SE Updates

By Midge Pierce

The Kids Are Alright 

Grade school kids are leading the way toward racial understanding and sensitivity at Buckman Elementary.

This spring 19 Buckman students, under the guidance of counselor Jess Firestone and AmeriCorp’s Jasmine Spring, participated in Grant High’s Race Forward Project. The children returned to share what they learned about racial injustice with their 3rd, 4th and 5th grade classmates.

To dispel assumptions based on race and physical appearances, kids led conversation circles, developed a PowerPoint and appeared in a video about why talking about race is important. “The younger kids were more articulate than high school students,” smiled Firestone who facilitated the exchange after a family equity team expressed concerns about racist comments and incidents.

The goal, in keeping with the Be You At Buckman anti-discrimination campaign, is to give kids tools to discuss and stop hurtful remarks and actions. Spring was impressed that students were eager to take the lessons home to their families.

The program will involve even younger grades next year. Students bound for middle school plan to continue productive dialogues there.

It Takes A Village, Folks

Despite passage of the state’s Student Success Act, community fundraisers are needed to fill school budget gaps local that state funding won’t cover. Throughout Southeast, auctions, benefit screenings and performances are in high gear to supplement everything from staff positions to desperately needed supplies and materials. With the upcoming shuttering of some community centers (like Sellwood this fall), support for school facilities that serve entire communities is more important than ever.

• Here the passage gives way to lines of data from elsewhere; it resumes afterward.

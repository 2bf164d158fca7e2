//! Section identifiers.

use crate::error::Error;
use serde::{Deserialize, Serialize};
use std::fmt;
use std::str::FromStr;

/// One logical section of a document, rendered as one page.
///
/// Each variant maps to exactly one generator in [`crate::sections`]; the
/// mapping is an exhaustive match, so a section without a generator cannot
/// be composed.
#[derive(Debug, Clone, Copy, PartialEq, Eq, Hash, PartialOrd, Ord, Serialize, Deserialize)]
#[serde(rename_all = "kebab-case")]
pub enum SectionId {
    // Proposal
    Cover,
    TableOfContents,
    ExecutiveSummary,
    CompanyOverview,
    ClientBackground,
    ProblemStatement,
    Objectives,
    ScopeOfWork,
    SolutionOverview,
    Architecture,
    TechnologyStack,
    Features,
    Methodology,
    Timeline,
    Milestones,
    Team,
    RolesResponsibilities,
    QualityAssurance,
    SecurityCompliance,
    RiskMatrix,
    CommunicationPlan,
    Pricing,
    PaymentTerms,
    SupportMaintenance,
    CaseStudies,
    Assumptions,
    LegalTerms,
    Acceptance,

    // Letters
    Letterhead,
    OfferDetails,
    Compensation,
    Benefits,
    OfferTerms,
    OfferAcceptance,
    TerminationNotice,
    FinalSettlement,
    ReturnOfProperty,
    TerminationAcknowledgement,

    // Invoice
    InvoiceHeader,
    BillTo,
    LineItems,
    InvoiceTotals,
    PaymentDetails,
    InvoiceNotes,

    // Articles
    ArticleHeader,
    ArticleBody,
    References,
    AuthorBio,
}

impl SectionId {
    /// Every section, in catalogue order.
    pub const ALL: [SectionId; 48] = [
        SectionId::Cover,
        SectionId::TableOfContents,
        SectionId::ExecutiveSummary,
        SectionId::CompanyOverview,
        SectionId::ClientBackground,
        SectionId::ProblemStatement,
        SectionId::Objectives,
        SectionId::ScopeOfWork,
        SectionId::SolutionOverview,
        SectionId::Architecture,
        SectionId::TechnologyStack,
        SectionId::Features,
        SectionId::Methodology,
        SectionId::Timeline,
        SectionId::Milestones,
        SectionId::Team,
        SectionId::RolesResponsibilities,
        SectionId::QualityAssurance,
        SectionId::SecurityCompliance,
        SectionId::RiskMatrix,
        SectionId::CommunicationPlan,
        SectionId::Pricing,
        SectionId::PaymentTerms,
        SectionId::SupportMaintenance,
        SectionId::CaseStudies,
        SectionId::Assumptions,
        SectionId::LegalTerms,
        SectionId::Acceptance,
        SectionId::Letterhead,
        SectionId::OfferDetails,
        SectionId::Compensation,
        SectionId::Benefits,
        SectionId::OfferTerms,
        SectionId::OfferAcceptance,
        SectionId::TerminationNotice,
        SectionId::FinalSettlement,
        SectionId::ReturnOfProperty,
        SectionId::TerminationAcknowledgement,
        SectionId::InvoiceHeader,
        SectionId::BillTo,
        SectionId::LineItems,
        SectionId::InvoiceTotals,
        SectionId::PaymentDetails,
        SectionId::InvoiceNotes,
        SectionId::ArticleHeader,
        SectionId::ArticleBody,
        SectionId::References,
        SectionId::AuthorBio,
    ];

    /// Stable kebab-case id, used in page anchors.
    pub fn as_str(&self) -> &'static str {
        match self {
            SectionId::Cover => "cover",
            SectionId::TableOfContents => "table-of-contents",
            SectionId::ExecutiveSummary => "executive-summary",
            SectionId::CompanyOverview => "company-overview",
            SectionId::ClientBackground => "client-background",
            SectionId::ProblemStatement => "problem-statement",
            SectionId::Objectives => "objectives",
            SectionId::ScopeOfWork => "scope-of-work",
            SectionId::SolutionOverview => "solution-overview",
            SectionId::Architecture => "architecture",
            SectionId::TechnologyStack => "technology-stack",
            SectionId::Features => "features",
            SectionId::Methodology => "methodology",
            SectionId::Timeline => "timeline",
            SectionId::Milestones => "milestones",
            SectionId::Team => "team",
            SectionId::RolesResponsibilities => "roles-responsibilities",
            SectionId::QualityAssurance => "quality-assurance",
            SectionId::SecurityCompliance => "security-compliance",
            SectionId::RiskMatrix => "risk-matrix",
            SectionId::CommunicationPlan => "communication-plan",
            SectionId::Pricing => "pricing",
            SectionId::PaymentTerms => "payment-terms",
            SectionId::SupportMaintenance => "support-maintenance",
            SectionId::CaseStudies => "case-studies",
            SectionId::Assumptions => "assumptions",
            SectionId::LegalTerms => "legal-terms",
            SectionId::Acceptance => "acceptance",
            SectionId::Letterhead => "letterhead",
            SectionId::OfferDetails => "offer-details",
            SectionId::Compensation => "compensation",
            SectionId::Benefits => "benefits",
            SectionId::OfferTerms => "offer-terms",
            SectionId::OfferAcceptance => "offer-acceptance",
            SectionId::TerminationNotice => "termination-notice",
            SectionId::FinalSettlement => "final-settlement",
            SectionId::ReturnOfProperty => "return-of-property",
            SectionId::TerminationAcknowledgement => "termination-acknowledgement",
            SectionId::InvoiceHeader => "invoice-header",
            SectionId::BillTo => "bill-to",
            SectionId::LineItems => "line-items",
            SectionId::InvoiceTotals => "invoice-totals",
            SectionId::PaymentDetails => "payment-details",
            SectionId::InvoiceNotes => "invoice-notes",
            SectionId::ArticleHeader => "article-header",
            SectionId::ArticleBody => "article-body",
            SectionId::References => "references",
            SectionId::AuthorBio => "author-bio",
        }
    }

    /// Title shown in the table of contents and page headings.
    pub fn title(&self) -> &'static str {
        match self {
            SectionId::Cover => "Cover",
            SectionId::TableOfContents => "Table of Contents",
            SectionId::ExecutiveSummary => "Executive Summary",
            SectionId::CompanyOverview => "Company Overview",
            SectionId::ClientBackground => "Client Background",
            SectionId::ProblemStatement => "Problem Statement",
            SectionId::Objectives => "Project Objectives",
            SectionId::ScopeOfWork => "Scope of Work",
            SectionId::SolutionOverview => "Proposed Solution",
            SectionId::Architecture => "System Architecture",
            SectionId::TechnologyStack => "Technology Stack",
            SectionId::Features => "Key Features",
            SectionId::Methodology => "Methodology",
            SectionId::Timeline => "Project Timeline",
            SectionId::Milestones => "Milestones & Deliverables",
            SectionId::Team => "Project Team",
            SectionId::RolesResponsibilities => "Roles & Responsibilities",
            SectionId::QualityAssurance => "Quality Assurance",
            SectionId::SecurityCompliance => "Security & Compliance",
            SectionId::RiskMatrix => "Risk Assessment",
            SectionId::CommunicationPlan => "Communication Plan",
            SectionId::Pricing => "Investment Summary",
            SectionId::PaymentTerms => "Payment Terms",
            SectionId::SupportMaintenance => "Support & Maintenance",
            SectionId::CaseStudies => "Case Studies",
            SectionId::Assumptions => "Assumptions & Dependencies",
            SectionId::LegalTerms => "Terms & Conditions",
            SectionId::Acceptance => "Acceptance",
            SectionId::Letterhead => "Letterhead",
            SectionId::OfferDetails => "Offer of Employment",
            SectionId::Compensation => "Compensation",
            SectionId::Benefits => "Benefits",
            SectionId::OfferTerms => "Terms of Employment",
            SectionId::OfferAcceptance => "Acceptance of Offer",
            SectionId::TerminationNotice => "Notice of Termination",
            SectionId::FinalSettlement => "Final Settlement",
            SectionId::ReturnOfProperty => "Return of Company Property",
            SectionId::TerminationAcknowledgement => "Acknowledgement",
            SectionId::InvoiceHeader => "Invoice",
            SectionId::BillTo => "Billing Details",
            SectionId::LineItems => "Services Rendered",
            SectionId::InvoiceTotals => "Summary",
            SectionId::PaymentDetails => "Payment Details",
            SectionId::InvoiceNotes => "Notes",
            SectionId::ArticleHeader => "Header",
            SectionId::ArticleBody => "Content",
            SectionId::References => "References",
            SectionId::AuthorBio => "About the Author",
        }
    }

    /// Whether the section reads computed invoice totals.
    ///
    /// Documents listing such a section run the invoice validation pass
    /// before any section is generated.
    pub fn needs_invoice(&self) -> bool {
        matches!(self, SectionId::LineItems | SectionId::InvoiceTotals)
    }

    /// Whether the section shows the proposal's total investment.
    pub fn needs_pricing(&self) -> bool {
        matches!(self, SectionId::ExecutiveSummary | SectionId::Pricing)
    }
}

impl fmt::Display for SectionId {
    fn fmt(&self, f: &mut fmt::Formatter<'_>) -> fmt::Result {
        f.write_str(self.as_str())
    }
}

impl FromStr for SectionId {
    type Err = Error;

    fn from_str(s: &str) -> Result<Self, Self::Err> {
        let normalized = s.trim().to_ascii_lowercase();
        SectionId::ALL
            .iter()
            .find(|id| id.as_str() == normalized)
            .copied()
            .ok_or_else(|| Error::Registry(format!("unknown section id: {}", s)))
    }
}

Buckman Elementary, once the proud center of inner Southeast with its community pool, now shares an often-muddy field and barebones play equipment with neighbors after school hours. The PTA has raised 2/3rds of a goal needed to break ground on a hard-packed blacktop that is more parking lot than playground. The planned nature and sensory-based Equity Park fits the school’s welcoming mission. To begin constructing creative play areas with a stage, climbing rocks, and a willow hut it needs community help is needed to raise thousands more. To donate: tinyurl.com/buckmanplayground or contact the PTA of your choice to see how you might support their critical needs.

5G Comes Calling

Label it radio wave radiation, cranial interference, societal disruption or simply better connectivity, the next generation of wireless is headed our way. As concern mounts over long-term health effects of ubiquitous technology, someone posted signs in the Richmond area warning residents about a small 5G cell tower that may pop up in their neighborhood. The promise of 5G is service 20Xs faster than 4G; objectors say intensive radio frequency exposure is a cancer risk.

A city official told KOIN news that 5G’s arrival is an FCC decision that Portland cannot block. A city vote is pending, however, on whether to allow AT&T to install its technology on public rights of way for the next 10 years.

Calls for Design Oversight

PDX Main Street (formerly Division Design Initiative) submitted a community survey to the City that shows overwhelming preference for traditional architecture and design reviews for new builds of three-stories or more in Southeast’s streetcar-era commercial strips.

Survey takers from Hawthorne, Division and Sellwood areas deem proposed thresholds of four or more stories too high. Respondents also indicated strong support for an East Side specific Design Commission, support for a Conservation District for Hawthorne Blvd and adoption of the PCX Main Street guidelines by the City.

No Drama RNA

The Richmond Neighborhood Association annual election transpired smoothly as all nine candidates received the majority of votes required by the NAs bylaws. The top eight candidates were appointed with discussion that the new board could vote to add a ninth member at an upcoming meeting.

Current board members say they are eager to get back to the business of community building.  At this writing, the NA had learned that the former chair would release passwords to RNA’s official website and a gmail account. Some residents claim he held passwords “hostage” when he resigned in the wake of a vote calling for his ouster.